(Saved data entries)
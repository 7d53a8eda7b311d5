//! Customer identity fields.

use serde::{Deserialize, Serialize};

/// Who the order is for. All three fields are required at checkout.
#[derive(Debug, Clone, Default, Serialize, Deserialize, PartialEq, Eq)]
pub struct CustomerDetails {
    pub name: String,
    pub phone: String,
    pub address: String,
}

impl CustomerDetails {
    pub fn new(
        name: impl Into<String>,
        phone: impl Into<String>,
        address: impl Into<String>,
    ) -> Self {
        Self {
            name: name.into(),
            phone: phone.into(),
            address: address.into(),
        }
    }

    /// Names of the fields that are blank. Whitespace-only counts as blank.
    pub fn missing_fields(&self) -> Vec<&'static str> {
        [
            ("name", &self.name),
            ("phone", &self.phone),
            ("address", &self.address),
        ]
        .into_iter()
        .filter(|(_, value)| value.trim().is_empty())
        .map(|(field, _)| field)
        .collect()
    }

    /// Check that every field is filled in.
    pub fn is_complete(&self) -> bool {
        self.missing_fields().is_empty()
    }

    /// Copy with surrounding whitespace removed from every field.
    pub fn trimmed(&self) -> Self {
        Self::new(self.name.trim(), self.phone.trim(), self.address.trim())
    }
}

/// The input surface holding the identity fields.
pub trait CustomerForm {
    /// Current field values.
    fn read(&self) -> CustomerDetails;

    /// Blank every field.
    fn clear(&mut self);
}

impl CustomerForm for CustomerDetails {
    fn read(&self) -> CustomerDetails {
        self.clone()
    }

    fn clear(&mut self) {
        *self = CustomerDetails::default();
    }
}

#[cfg(test)]
mod tests {
    use super::*;

    #[test]
    fn test_complete_details() {
        let details = CustomerDetails::new("Asha", "9876543210", "12 MG Road");
        assert!(details.is_complete());
        assert!(details.missing_fields().is_empty());
    }

    #[test]
    fn test_missing_fields() {
        let details = CustomerDetails::new("", "9876543210", "   ");
        assert_eq!(details.missing_fields(), vec!["name", "address"]);
        assert!(!details.is_complete());
        assert_eq!(CustomerDetails::default().missing_fields().len(), 3);
    }

    #[test]
    fn test_trimmed() {
        let details = CustomerDetails::new(" Asha ", "98765\n", "\t12 MG Road");
        assert_eq!(
            details.trimmed(),
            CustomerDetails::new("Asha", "98765", "12 MG Road")
        );
    }

    #[test]
    fn test_form_clear() {
        let mut form = CustomerDetails::new("Asha", "98765", "12 MG Road");
        CustomerForm::clear(&mut form);
        assert_eq!(form, CustomerDetails::default());
    }
}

What needs to be done:
Write out every entry word for word.

Solution for this task:
repository 7d53a8eda7b311d5
//! Customer identity fields.

use serde::{Deserialize, Serialize};

/// Who the order is for. All three fields are required at checkout.
#[derive(Debug, Clone, Default, Serialize, Deserialize, PartialEq, Eq)]
pub struct CustomerDetails {
    pub name: String,
    pub phone: String,
    pub address: String,
}

impl CustomerDetails {
    pub fn new(
        name: impl Into<String>,
        phone: impl Into<String>,
        address: impl Into<String>,
    ) -> Self {
        Self {
            name: name.into(),
            phone: phone.into(),
            address: address.into(),
        }
    }

    /// Names of the fields that are blank. Whitespace-only counts as blank.
    pub fn missing_fields(&self) -> Vec<&'static str> {
        [
            ("name", &self.name),
            ("phone", &self.phone),
            ("address", &self.address),
        ]
        .into_iter()
        .filter(|(_, value)| value.trim().is_empty())
        .map(|(field, _)| field)
        .collect()
    }

    /// Check that every field is filled in.
    pub fn is_complete(&self) -> bool {
        self.missing_fields().is_empty()
    }

    /// Copy with surrounding whitespace removed from every field.
    pub fn trimmed(&self) -> Self {
        Self::new(self.name.trim(), self.phone.trim(), self.address.trim())
    }
}

/// The input surface holding the identity fields.
pub trait CustomerForm {
    /// Current field values.
    fn read(&self) -> CustomerDetails;

    /// Blank every field.
    fn clear(&mut self);
}

impl CustomerForm for CustomerDetails {
    fn read(&self) -> CustomerDetails {
        self.clone()
    }

    fn clear(&mut self) {
        *self = CustomerDetails::default();
    }
}

#[cfg(test)]
mod tests {
    use super::*;

    #[test]
    fn test_complete_details() {
        let details = CustomerDetails::new("Asha", "9876543210", "12 MG Road");
        assert!(details.is_complete());
        assert!(details.missing_fields().is_empty());
    }

    #[test]
    fn test_missing_fields() {
        let details = CustomerDetails::new("", "9876543210", "   ");
        assert_eq!(details.missing_fields(), vec!["name", "address"]);
        assert!(!details.is_complete());
        assert_eq!(CustomerDetails::default().missing_fields().len(), 3);
    }

    #[test]
    fn test_trimmed() {
        let details = CustomerDetails::new(" Asha ", "98765\n", "\t12 MG Road");
        assert_eq!(
            details.trimmed(),
            CustomerDetails::new("Asha", "98765", "12 MG Road")
        );
    }

    #[test]
    fn test_form_clear() {
        let mut form = CustomerDetails::new("Asha", "98765", "12 MG Road");
        CustomerForm::clear(&mut form);
        assert_eq!(form, CustomerDetails::default());
    }
}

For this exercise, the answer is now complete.